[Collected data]
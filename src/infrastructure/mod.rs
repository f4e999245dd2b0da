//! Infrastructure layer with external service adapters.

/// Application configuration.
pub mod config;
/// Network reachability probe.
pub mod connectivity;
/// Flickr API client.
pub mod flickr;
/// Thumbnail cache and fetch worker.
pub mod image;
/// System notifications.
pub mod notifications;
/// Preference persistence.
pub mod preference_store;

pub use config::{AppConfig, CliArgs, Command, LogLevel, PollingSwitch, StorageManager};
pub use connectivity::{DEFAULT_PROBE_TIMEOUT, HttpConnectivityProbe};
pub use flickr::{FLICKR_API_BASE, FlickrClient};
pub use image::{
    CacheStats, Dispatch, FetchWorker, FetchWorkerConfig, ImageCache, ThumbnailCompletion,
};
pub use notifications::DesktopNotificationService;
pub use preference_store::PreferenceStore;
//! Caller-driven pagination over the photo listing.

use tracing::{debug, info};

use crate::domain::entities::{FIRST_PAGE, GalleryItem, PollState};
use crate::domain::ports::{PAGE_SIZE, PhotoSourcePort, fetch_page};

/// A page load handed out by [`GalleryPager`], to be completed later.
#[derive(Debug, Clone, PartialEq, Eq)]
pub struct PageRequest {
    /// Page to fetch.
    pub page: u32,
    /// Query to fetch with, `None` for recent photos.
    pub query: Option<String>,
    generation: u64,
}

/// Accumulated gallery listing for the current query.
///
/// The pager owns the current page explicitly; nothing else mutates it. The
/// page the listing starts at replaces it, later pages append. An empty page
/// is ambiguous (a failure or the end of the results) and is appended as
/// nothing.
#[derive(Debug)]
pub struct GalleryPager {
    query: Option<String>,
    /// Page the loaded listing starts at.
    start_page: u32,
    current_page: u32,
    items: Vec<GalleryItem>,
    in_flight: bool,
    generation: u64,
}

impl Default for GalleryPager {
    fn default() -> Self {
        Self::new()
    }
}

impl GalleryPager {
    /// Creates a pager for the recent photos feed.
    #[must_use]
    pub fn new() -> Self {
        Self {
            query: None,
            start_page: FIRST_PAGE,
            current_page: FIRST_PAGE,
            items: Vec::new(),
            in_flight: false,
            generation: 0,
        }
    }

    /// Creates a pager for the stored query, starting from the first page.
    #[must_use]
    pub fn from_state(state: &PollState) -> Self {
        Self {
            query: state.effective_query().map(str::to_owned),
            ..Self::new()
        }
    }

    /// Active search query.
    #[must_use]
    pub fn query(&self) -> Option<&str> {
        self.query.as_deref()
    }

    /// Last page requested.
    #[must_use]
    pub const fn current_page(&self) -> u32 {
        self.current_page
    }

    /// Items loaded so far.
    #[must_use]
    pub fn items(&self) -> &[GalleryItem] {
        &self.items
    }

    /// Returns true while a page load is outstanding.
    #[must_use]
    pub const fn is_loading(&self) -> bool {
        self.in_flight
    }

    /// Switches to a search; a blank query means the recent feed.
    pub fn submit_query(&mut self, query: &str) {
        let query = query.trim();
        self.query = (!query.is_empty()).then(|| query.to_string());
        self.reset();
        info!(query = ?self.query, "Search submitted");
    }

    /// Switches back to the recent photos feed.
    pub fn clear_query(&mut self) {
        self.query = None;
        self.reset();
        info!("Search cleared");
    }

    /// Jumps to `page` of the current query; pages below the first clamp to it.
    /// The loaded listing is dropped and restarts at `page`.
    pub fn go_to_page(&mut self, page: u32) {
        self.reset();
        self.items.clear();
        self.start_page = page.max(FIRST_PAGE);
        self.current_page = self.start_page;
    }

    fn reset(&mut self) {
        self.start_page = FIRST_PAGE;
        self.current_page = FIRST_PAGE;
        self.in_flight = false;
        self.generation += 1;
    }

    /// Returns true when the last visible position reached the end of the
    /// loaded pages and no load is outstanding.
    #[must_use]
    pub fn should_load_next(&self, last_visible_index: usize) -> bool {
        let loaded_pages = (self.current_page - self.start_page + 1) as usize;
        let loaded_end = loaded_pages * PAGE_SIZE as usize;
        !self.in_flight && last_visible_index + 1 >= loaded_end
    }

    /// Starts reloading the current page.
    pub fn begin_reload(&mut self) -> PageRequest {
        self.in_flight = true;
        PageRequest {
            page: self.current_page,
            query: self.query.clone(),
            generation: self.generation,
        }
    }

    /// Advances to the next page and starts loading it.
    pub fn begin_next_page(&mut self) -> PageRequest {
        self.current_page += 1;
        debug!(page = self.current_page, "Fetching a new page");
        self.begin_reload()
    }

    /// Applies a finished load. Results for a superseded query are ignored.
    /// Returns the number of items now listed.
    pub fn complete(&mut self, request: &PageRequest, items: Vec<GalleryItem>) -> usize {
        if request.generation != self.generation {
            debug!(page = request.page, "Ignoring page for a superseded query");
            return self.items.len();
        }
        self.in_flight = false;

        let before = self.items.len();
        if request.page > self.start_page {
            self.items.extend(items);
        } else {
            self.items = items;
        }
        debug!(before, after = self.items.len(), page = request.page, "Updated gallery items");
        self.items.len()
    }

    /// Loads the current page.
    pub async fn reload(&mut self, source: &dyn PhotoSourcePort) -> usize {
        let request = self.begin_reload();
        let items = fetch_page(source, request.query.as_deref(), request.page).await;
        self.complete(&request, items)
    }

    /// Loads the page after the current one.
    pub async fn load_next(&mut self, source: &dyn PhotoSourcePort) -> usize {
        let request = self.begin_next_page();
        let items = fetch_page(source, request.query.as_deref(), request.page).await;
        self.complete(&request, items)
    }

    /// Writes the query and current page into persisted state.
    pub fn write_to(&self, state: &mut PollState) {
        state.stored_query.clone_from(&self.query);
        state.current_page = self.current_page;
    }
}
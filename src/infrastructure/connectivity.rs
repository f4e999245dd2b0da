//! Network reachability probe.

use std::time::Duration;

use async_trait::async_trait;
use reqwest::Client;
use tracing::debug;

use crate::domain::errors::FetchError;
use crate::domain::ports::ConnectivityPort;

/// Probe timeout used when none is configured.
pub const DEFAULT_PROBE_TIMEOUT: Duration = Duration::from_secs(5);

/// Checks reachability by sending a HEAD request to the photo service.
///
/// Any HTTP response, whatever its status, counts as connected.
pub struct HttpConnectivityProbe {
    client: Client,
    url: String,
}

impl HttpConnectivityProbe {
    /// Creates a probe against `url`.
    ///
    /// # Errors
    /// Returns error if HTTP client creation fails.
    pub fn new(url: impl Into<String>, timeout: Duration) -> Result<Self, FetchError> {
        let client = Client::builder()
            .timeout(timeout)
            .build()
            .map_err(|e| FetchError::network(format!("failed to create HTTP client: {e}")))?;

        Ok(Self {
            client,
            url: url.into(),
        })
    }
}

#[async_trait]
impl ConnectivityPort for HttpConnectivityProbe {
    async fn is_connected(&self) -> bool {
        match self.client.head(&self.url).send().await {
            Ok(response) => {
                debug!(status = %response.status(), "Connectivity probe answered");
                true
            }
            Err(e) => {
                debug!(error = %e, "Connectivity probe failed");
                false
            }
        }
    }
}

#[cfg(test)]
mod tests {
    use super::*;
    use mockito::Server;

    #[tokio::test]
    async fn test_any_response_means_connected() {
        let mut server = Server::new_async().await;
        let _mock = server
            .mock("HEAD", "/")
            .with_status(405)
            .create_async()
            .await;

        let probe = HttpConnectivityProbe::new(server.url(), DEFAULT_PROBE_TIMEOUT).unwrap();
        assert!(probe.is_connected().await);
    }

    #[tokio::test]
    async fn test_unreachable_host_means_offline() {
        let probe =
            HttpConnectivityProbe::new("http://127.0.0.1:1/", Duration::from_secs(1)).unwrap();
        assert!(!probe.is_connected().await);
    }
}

_Goal of the exercise:_
Reproduce each entry precisely, so that nothing differs from the original.

_Response to the exercise:_
filename src/infrastructure/mod.rs
repository f4e999245dd2b0da
//! Infrastructure layer with external service adapters.

/// Application configuration.
pub mod config;
/// Network reachability probe.
pub mod connectivity;
/// Flickr API client.
pub mod flickr;
/// Thumbnail cache and fetch worker.
pub mod image;
/// System notifications.
pub mod notifications;
/// Preference persistence.
pub mod preference_store;

pub use config::{AppConfig, CliArgs, Command, LogLevel, PollingSwitch, StorageManager};
pub use connectivity::{DEFAULT_PROBE_TIMEOUT, HttpConnectivityProbe};
pub use flickr::{FLICKR_API_BASE, FlickrClient};
pub use image::{
    CacheStats, Dispatch, FetchWorker, FetchWorkerConfig, ImageCache, ThumbnailCompletion,
};
pub use notifications::DesktopNotificationService;
pub use preference_store::PreferenceStore;
//! Caller-driven pagination over the photo listing.

use tracing::{debug, info};

use crate::domain::entities::{FIRST_PAGE, GalleryItem, PollState};
use crate::domain::ports::{PAGE_SIZE, PhotoSourcePort, fetch_page};

/// A page load handed out by [`GalleryPager`], to be completed later.
#[derive(Debug, Clone, PartialEq, Eq)]
pub struct PageRequest {
    /// Page to fetch.
    pub page: u32,
    /// Query to fetch with, `None` for recent photos.
    pub query: Option<String>,
    generation: u64,
}

/// Accumulated gallery listing for the current query.
///
/// The pager owns the current page explicitly; nothing else mutates it. The
/// page the listing starts at replaces it, later pages append. An empty page
/// is ambiguous (a failure or the end of the results) and is appended as
/// nothing.
#[derive(Debug)]
pub struct GalleryPager {
    query: Option<String>,
    /// Page the loaded listing starts at.
    start_page: u32,
    current_page: u32,
    items: Vec<GalleryItem>,
    in_flight: bool,
    generation: u64,
}

impl Default for GalleryPager {
    fn default() -> Self {
        Self::new()
    }
}

impl GalleryPager {
    /// Creates a pager for the recent photos feed.
    #[must_use]
    pub fn new() -> Self {
        Self {
            query: None,
            start_page: FIRST_PAGE,
            current_page: FIRST_PAGE,
            items: Vec::new(),
            in_flight: false,
            generation: 0,
        }
    }

    /// Creates a pager for the stored query, starting from the first page.
    #[must_use]
    pub fn from_state(state: &PollState) -> Self {
        Self {
            query: state.effective_query().map(str::to_owned),
            ..Self::new()
        }
    }

    /// Active search query.
    #[must_use]
    pub fn query(&self) -> Option<&str> {
        self.query.as_deref()
    }

    /// Last page requested.
    #[must_use]
    pub const fn current_page(&self) -> u32 {
        self.current_page
    }

    /// Items loaded so far.
    #[must_use]
    pub fn items(&self) -> &[GalleryItem] {
        &self.items
    }

    /// Returns true while a page load is outstanding.
    #[must_use]
    pub const fn is_loading(&self) -> bool {
        self.in_flight
    }

    /// Switches to a search; a blank query means the recent feed.
    pub fn submit_query(&mut self, query: &str) {
        let query = query.trim();
        self.query = (!query.is_empty()).then(|| query.to_string());
        self.reset();
        info!(query = ?self.query, "Search submitted");
    }

    /// Switches back to the recent photos feed.
    pub fn clear_query(&mut self) {
        self.query = None;
        self.reset();
        info!("Search cleared");
    }

    /// Jumps to `page` of the current query; pages below the first clamp to it.
    /// The loaded listing is dropped and restarts at `page`.
    pub fn go_to_page(&mut self, page: u32) {
        self.reset();
        self.items.clear();
        self.start_page = page.max(FIRST_PAGE);
        self.current_page = self.start_page;
    }

    fn reset(&mut self) {
        self.start_page = FIRST_PAGE;
        self.current_page = FIRST_PAGE;
        self.in_flight = false;
        self.generation += 1;
    }

    /// Returns true when the last visible position reached the end of the
    /// loaded pages and no load is outstanding.
    #[must_use]
    pub fn should_load_next(&self, last_visible_index: usize) -> bool {
        let loaded_pages = (self.current_page - self.start_page + 1) as usize;
        let loaded_end = loaded_pages * PAGE_SIZE as usize;
        !self.in_flight && last_visible_index + 1 >= loaded_end
    }

    /// Starts reloading the current page.
    pub fn begin_reload(&mut self) -> PageRequest {
        self.in_flight = true;
        PageRequest {
            page: self.current_page,
            query: self.query.clone(),
            generation: self.generation,
        }
    }

    /// Advances to the next page and starts loading it.
    pub fn begin_next_page(&mut self) -> PageRequest {
        self.current_page += 1;
        debug!(page = self.current_page, "Fetching a new page");
        self.begin_reload()
    }

    /// Applies a finished load. Results for a superseded query are ignored.
    /// Returns the number of items now listed.
    pub fn complete(&mut self, request: &PageRequest, items: Vec<GalleryItem>) -> usize {
        if request.generation != self.generation {
            debug!(page = request.page, "Ignoring page for a superseded query");
            return self.items.len();
        }
        self.in_flight = false;

        let before = self.items.len();
        if request.page > self.start_page {
            self.items.extend(items);
        } else {
            self.items = items;
        }
        debug!(before, after = self.items.len(), page = request.page, "Updated gallery items");
        self.items.len()
    }

    /// Loads the current page.
    pub async fn reload(&mut self, source: &dyn PhotoSourcePort) -> usize {
        let request = self.begin_reload();
        let items = fetch_page(source, request.query.as_deref(), request.page).await;
        self.complete(&request, items)
    }

    /// Loads the page after the current one.
    pub async fn load_next(&mut self, source: &dyn PhotoSourcePort) -> usize {
        let request = self.begin_next_page();
        let items = fetch_page(source, request.query.as_deref(), request.page).await;
        self.complete(&request, items)
    }

    /// Writes the query and current page into persisted state.
    pub fn write_to(&self, state: &mut PollState) {
        state.stored_query.clone_from(&self.query);
        state.current_page = self.current_page;
    }
}
filename src/infrastructure/connectivity.rs
repository f4e999245dd2b0da
//! Network reachability probe.

use std::time::Duration;

use async_trait::async_trait;
use reqwest::Client;
use tracing::debug;

use crate::domain::errors::FetchError;
use crate::domain::ports::ConnectivityPort;

/// Probe timeout used when none is configured.
pub const DEFAULT_PROBE_TIMEOUT: Duration = Duration::from_secs(5);

/// Checks reachability by sending a HEAD request to the photo service.
///
/// Any HTTP response, whatever its status, counts as connected.
pub struct HttpConnectivityProbe {
    client: Client,
    url: String,
}

impl HttpConnectivityProbe {
    /// Creates a probe against `url`.
    ///
    /// # Errors
    /// Returns error if HTTP client creation fails.
    pub fn new(url: impl Into<String>, timeout: Duration) -> Result<Self, FetchError> {
        let client = Client::builder()
            .timeout(timeout)
            .build()
            .map_err(|e| FetchError::network(format!("failed to create HTTP client: {e}")))?;

        Ok(Self {
            client,
            url: url.into(),
        })
    }
}

#[async_trait]
impl ConnectivityPort for HttpConnectivityProbe {
    async fn is_connected(&self) -> bool {
        match self.client.head(&self.url).send().await {
            Ok(response) => {
                debug!(status = %response.status(), "Connectivity probe answered");
                true
            }
            Err(e) => {
                debug!(error = %e, "Connectivity probe failed");
                false
            }
        }
    }
}

#[cfg(test)]
mod tests {
    use super::*;
    use mockito::Server;

    #[tokio::test]
    async fn test_any_response_means_connected() {
        let mut server = Server::new_async().await;
        let _mock = server
            .mock("HEAD", "/")
            .with_status(405)
            .create_async()
            .await;

        let probe = HttpConnectivityProbe::new(server.url(), DEFAULT_PROBE_TIMEOUT).unwrap();
        assert!(probe.is_connected().await);
    }

    #[tokio::test]
    async fn test_unreachable_host_means_offline() {
        let probe =
            HttpConnectivityProbe::new("http://127.0.0.1:1/", Duration::from_secs(1)).unwrap();
        assert!(!probe.is_connected().await);
    }
}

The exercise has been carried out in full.